The Law Society has expressed significant concerns over the Solicitors Regulation Authority’s (SRA) proposals to overhaul its fining framework, branding the plan as “potentially unlawful, confusing and flawed.”
Richard Atkinson, Vice-President of the Law Society, has cautioned that the proposed hefty fines could potentially force legal aid firms to close, leading to the emergence of more “legal aid deserts”. This adds the Law Society’s voice to the growing opposition, including the City of London Law Society and Birmingham Law Society, against these plans.
The central criticism from the Law Society centres on the potential undermining of the Solicitors Disciplinary Tribunal (SDT), which currently possesses the authority to impose unlimited fines. The society argues that the SRA’s proposed changes lack sufficient rationale and could render the SDT’s role obsolete.
Concerns also focus on the SRA’s approach of a ‘one size fits all’ fining scheme. The Law Society advocates for a differentiated framework for economic crimes, especially since the previous government had granted the SRA unlimited fining powers in such cases, while maintaining a cap of £25,000 for other types of misconduct. Meanwhile, alternative business structures face a separate cap of £250 million, with £50 million for individuals.
The Law Society also questions the justification for and evidence supporting the proposed increases in fines, especially as they were set only recently. It argues that higher fines may not act as a credible deterrent or maintain public trust, pointing out the lack of empirical evidence from the SRA to substantiate this.
The society challenges the premise of linking fines to the gross income of law firms and individuals, stating that income does not necessarily reflect profitability or liquidity, especially in smaller firms or those dependent on legal aid. This questioning extends to the idea of using international turnover or income from non-legal work to determine fines, which the Law Society believes may fall outside the regulator’s remit.
Further apprehensions include the potential for unjustified inflation in fine levels, which might jeopardise the economic viability of firms, impacting their ability to practise. The Law Society echoes Birmingham’s concerns about decision-making independence and transparency, stressing the need for an independent process allowing solicitors and firms to contest SRA decisions effectively.
The Law Society insists that all serious misconduct cases should be referred to the SDT, which can impose a wider range of sanctions. It disputes the SRA’s view that fewer referrals to the SDT is beneficial, suggesting that smaller firms and BAME solicitors might be more likely to settle due to financial constraints, potentially compromising fairness.
Finally, the Law Society calls for external and independent oversight of all SRA decisions, arguing that current safeguards like the right to appeal to the SDT are “seriously constrained” due to limited grounds of appeal.
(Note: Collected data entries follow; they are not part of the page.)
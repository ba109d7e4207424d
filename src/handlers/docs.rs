// src/handlers/docs.rs
use axum::{response::Html, routing::get, Router};

pub const SERVICE_TITLE: &str = "AI Wellness Assistant API";

pub fn docs_routes() -> Router {
    Router::new().route("/api/docs", get(api_documentation))
}

async fn api_documentation() -> Html<String> {
    let html = r###"
<!DOCTYPE html>
<html lang="en">
<head>
    <meta charset="UTF-8">
    <meta name="viewport" content="width=device-width, initial-scale=1.0">
    <title>{{TITLE}} - Documentation</title>
    <style>
        body { font-family: -apple-system, BlinkMacSystemFont, 'Segoe UI', Roboto, sans-serif; max-width: 960px; margin: 0 auto; padding: 20px; line-height: 1.6; }
        .header { background: linear-gradient(135deg, #43cea2 0%, #185a9d 100%); color: white; padding: 2rem; border-radius: 10px; margin-bottom: 2rem; }
        .endpoint { background: #f8f9fa; border-left: 4px solid #007bff; padding: 1rem; margin: 1rem 0; border-radius: 5px; }
        .method { display: inline-block; padding: 0.25rem 0.5rem; border-radius: 3px; color: white; font-weight: bold; margin-right: 0.5rem; }
        .get { background: #28a745; }
        .post { background: #007bff; }
        code { background: #e9ecef; padding: 0.2rem 0.4rem; border-radius: 3px; }
        .note { background: #fff3cd; border: 1px solid #ffeaa7; padding: 1rem; border-radius: 5px; margin: 1rem 0; }
    </style>
</head>
<body>
    <div class="header">
        <h1>{{TITLE}}</h1>
        <p>Version {{VERSION}}. Keyword-matched wellness suggestions.</p>
    </div>

    <div class="endpoint">
        <span class="method get">GET</span>
        <strong>/health</strong><br>
        Service liveness check<br>
        <strong>Returns:</strong> <code>{"status": "healthy", "message": "AI Wellness Assistant is running"}</code>
    </div>

    <div class="endpoint">
        <span class="method post">POST</span>
        <strong>/chat</strong><br>
        Ask a wellness question<br>
        <strong>Body:</strong> <code>{"question": "How can I sleep better?"}</code><br>
        <strong>Returns:</strong> <code>{"answer": "...", "error": null}</code>
    </div>

    <div class="note">
        <strong>/chat always answers with HTTP 200.</strong><br>
        Check the <code>error</code> field to detect a failure; on failure <code>answer</code> is empty.
    </div>

    <p>Topics: stress, sleep, exercise, nutrition, meditation, anxiety, depression. Anything else gets a general suggestion.</p>
</body>
</html>
"###;

    Html(
        html.replace("{{TITLE}}", SERVICE_TITLE)
            .replace("{{VERSION}}", env!("CARGO_PKG_VERSION")),
    )
}
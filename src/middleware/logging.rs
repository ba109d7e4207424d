use axum::{
    extract::{ConnectInfo, MatchedPath, Request},
    middleware::Next,
    response::Response,
};
use std::net::SocketAddr;
use std::time::Instant;
use uuid::Uuid;

/// Structured request/response logging with a per-request id.
pub async fn request_logging_middleware(req: Request, next: Next) -> Response {
    let start = Instant::now();
    let request_id = Uuid::new_v4().to_string();

    let method = req.method().clone();
    let uri = req.uri().clone();
    let path = req
        .extensions()
        .get::<MatchedPath>()
        .map(|mp| mp.as_str().to_owned())
        .unwrap_or_else(|| uri.path().to_owned());
    let user_agent = req
        .headers()
        .get("user-agent")
        .and_then(|v| v.to_str().ok())
        .unwrap_or("unknown")
        .to_owned();
    let remote_addr = req
        .extensions()
        .get::<ConnectInfo<SocketAddr>>()
        .map(|ci| ci.0.to_string())
        .unwrap_or_else(|| "unknown".to_string());

    tracing::info!(
        request_id = %request_id,
        method = %method,
        path = %path,
        uri = %uri,
        user_agent = %user_agent,
        remote_addr = %remote_addr,
        "incoming request"
    );

    let response = next.run(req).await;

    let duration_ms = start.elapsed().as_millis() as u64;
    let status = response.status().as_u16();

    match status {
        400..=499 => tracing::warn!(
            request_id = %request_id,
            method = %method,
            path = %path,
            status,
            duration_ms,
            "request completed (client error)"
        ),
        500..=599 => tracing::error!(
            request_id = %request_id,
            method = %method,
            path = %path,
            status,
            duration_ms,
            "request completed (server error)"
        ),
        _ => tracing::info!(
            request_id = %request_id,
            method = %method,
            path = %path,
            status,
            duration_ms,
            "request completed"
        ),
    }

    response
}
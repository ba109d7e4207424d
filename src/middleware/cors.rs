use crate::config::ALLOWED_ORIGINS;
use axum::http::HeaderValue;
use tower_http::cors::{AllowHeaders, AllowMethods, AllowOrigin, CorsLayer};

/// Credentialed CORS for the fixed browser origins. Methods and headers are
/// mirrored from the preflight since wildcards are rejected alongside credentials.
pub fn cors_layer() -> CorsLayer {
    let origins: Vec<HeaderValue> = ALLOWED_ORIGINS
        .iter()
        .map(|origin| HeaderValue::from_static(origin))
        .collect();

    CorsLayer::new()
        .allow_origin(AllowOrigin::list(origins))
        .allow_methods(AllowMethods::mirror_request())
        .allow_headers(AllowHeaders::mirror_request())
        .allow_credentials(true)
}
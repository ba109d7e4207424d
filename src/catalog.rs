// src/catalog.rs
use crate::error::ResponderError;
use serde::Serialize;
use std::collections::HashMap;
use std::fmt;
use std::str::FromStr;

/// Wellness categories a question can be routed to. `General` is the fallback.
#[derive(Debug, Clone, Copy, PartialEq, Eq, Hash, Serialize)]
#[serde(rename_all = "lowercase")]
pub enum Topic {
    Stress,
    Sleep,
    Exercise,
    Nutrition,
    Meditation,
    Anxiety,
    Depression,
    General,
}

impl Topic {
    pub const ALL: [Topic; 8] = [
        Topic::Stress,
        Topic::Sleep,
        Topic::Exercise,
        Topic::Nutrition,
        Topic::Meditation,
        Topic::Anxiety,
        Topic::Depression,
        Topic::General,
    ];

    pub fn as_str(&self) -> &'static str {
        match self {
            Topic::Stress => "stress",
            Topic::Sleep => "sleep",
            Topic::Exercise => "exercise",
            Topic::Nutrition => "nutrition",
            Topic::Meditation => "meditation",
            Topic::Anxiety => "anxiety",
            Topic::Depression => "depression",
            Topic::General => "general",
        }
    }
}

impl fmt::Display for Topic {
    fn fmt(&self, f: &mut fmt::Formatter<'_>) -> fmt::Result {
        f.write_str(self.as_str())
    }
}

impl FromStr for Topic {
    type Err = ResponderError;

    fn from_str(name: &str) -> Result<Self, Self::Err> {
        Topic::ALL
            .iter()
            .copied()
            .find(|topic| topic.as_str() == name)
            .ok_or_else(|| ResponderError::UnknownTopic(name.to_string()))
    }
}

/// Read-only table of pre-written responses per topic.
pub struct ResponseCatalog {
    entries: HashMap<Topic, Vec<&'static str>>,
}

impl ResponseCatalog {
    fn builtin() -> Self {
        let mut entries = HashMap::new();

        entries.insert(Topic::Stress, vec![
            "Stress is a natural response, but chronic stress can impact your health. Try deep breathing exercises, meditation, or taking short breaks throughout your day. Regular physical activity and maintaining a consistent sleep schedule can also help manage stress levels.",
            "When feeling stressed, practice the 4-7-8 breathing technique: inhale for 4 seconds, hold for 7, exhale for 8. This activates your parasympathetic nervous system and helps you relax.",
            "Consider creating a stress management routine that includes mindfulness practices, regular exercise, and time for activities you enjoy. Remember, it's okay to ask for help when stress becomes overwhelming.",
        ]);

        entries.insert(Topic::Sleep, vec![
            "Quality sleep is crucial for mental and physical health. Aim for 7-9 hours per night. Create a relaxing bedtime routine, keep your bedroom cool and dark, and avoid screens 1 hour before bed.",
            "If you're having trouble sleeping, try establishing a consistent sleep schedule, avoiding caffeine after 2 PM, and creating a comfortable sleep environment. Consider relaxation techniques like progressive muscle relaxation.",
            "Good sleep hygiene includes maintaining a regular sleep schedule, creating a restful environment, and avoiding large meals, caffeine, and alcohol close to bedtime.",
        ]);

        entries.insert(Topic::Exercise, vec![
            "Regular physical activity is essential for both physical and mental health. Aim for at least 150 minutes of moderate exercise per week. Start with activities you enjoy and gradually increase intensity.",
            "Exercise releases endorphins that can improve mood and reduce stress. Even a 10-minute walk can make a difference. Find activities that fit your lifestyle and schedule.",
            "Physical activity doesn't have to be intense to be beneficial. Walking, yoga, swimming, or dancing are all great options. The key is consistency and finding something you enjoy.",
        ]);

        entries.insert(Topic::Nutrition, vec![
            "A balanced diet rich in fruits, vegetables, whole grains, and lean proteins supports both physical and mental health. Stay hydrated and try to eat regular meals throughout the day.",
            "Certain foods can impact your mood. Omega-3 fatty acids, found in fish and nuts, may help with depression. Complex carbohydrates can help stabilize blood sugar and mood.",
            "Eating regular, balanced meals helps maintain stable blood sugar levels, which can improve mood and energy. Don't skip meals, and try to include protein with each meal.",
        ]);

        entries.insert(Topic::Meditation, vec![
            "Meditation can help reduce stress, improve focus, and promote emotional well-being. Start with just 5-10 minutes daily. Focus on your breath and gently return your attention when your mind wanders.",
            "Mindfulness meditation involves paying attention to the present moment without judgment. You can practice this anywhere - while walking, eating, or doing daily activities.",
            "There are many types of meditation. Try different approaches to find what works for you. Guided meditations, available through apps and online, can be helpful for beginners.",
        ]);

        entries.insert(Topic::Anxiety, vec![
            "Anxiety is a common experience, but there are effective ways to manage it. Deep breathing, progressive muscle relaxation, and grounding techniques can help during anxious moments.",
            "When feeling anxious, try the 5-4-3-2-1 grounding technique: identify 5 things you can see, 4 you can touch, 3 you can hear, 2 you can smell, and 1 you can taste.",
            "Regular exercise, adequate sleep, and limiting caffeine and alcohol can help reduce anxiety. Consider talking to a mental health professional if anxiety significantly impacts your daily life.",
        ]);

        entries.insert(Topic::Depression, vec![
            "Depression is a serious condition that affects many people. Symptoms can include persistent sadness, loss of interest in activities, changes in sleep or appetite, and difficulty concentrating.",
            "If you're experiencing symptoms of depression, it's important to reach out for help. Talk to a healthcare provider or mental health professional. Treatment options include therapy, medication, and lifestyle changes.",
            "Small steps can make a difference when dealing with depression. Try to maintain a routine, get some physical activity, stay connected with others, and practice self-care activities you enjoy.",
        ]);

        entries.insert(Topic::General, vec![
            "Taking care of your mental health is just as important as physical health. Regular self-care, maintaining social connections, and seeking help when needed are all important aspects of wellness.",
            "Everyone's wellness journey is unique. What works for one person may not work for another. Be patient with yourself and celebrate small progress.",
            "Building healthy habits takes time. Start small and be consistent. Remember that it's okay to have setbacks - they're a normal part of the process.",
            "Your mental health matters. Don't hesitate to reach out for support from friends, family, or mental health professionals when you need it.",
        ]);

        Self { entries }
    }

    /// Responses for a topic, in their fixed order.
    pub fn get(&self, topic: Topic) -> &[&'static str] {
        self.entries
            .get(&topic)
            .map(Vec::as_slice)
            .unwrap_or_default()
    }

    pub fn get_by_name(&self, name: &str) -> Result<&[&'static str], ResponderError> {
        let topic = name.parse::<Topic>()?;
        Ok(self.get(topic))
    }
}

lazy_static::lazy_static! {
    pub static ref CATALOG: ResponseCatalog = ResponseCatalog::builtin();
}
Richard Atkinson asserts the Law Society’s unwavering opposition to the SRA’s expansion of its fining capabilities, criticising the proposals as unfair and potentially devastating for smaller firms.
The Law Society maintains a firm stance against the SRA’s proposed fining regime, calling for a re-evaluation of its framework to prevent potentially adverse impacts on law firms and ensure justice and transparency in regulatory processes.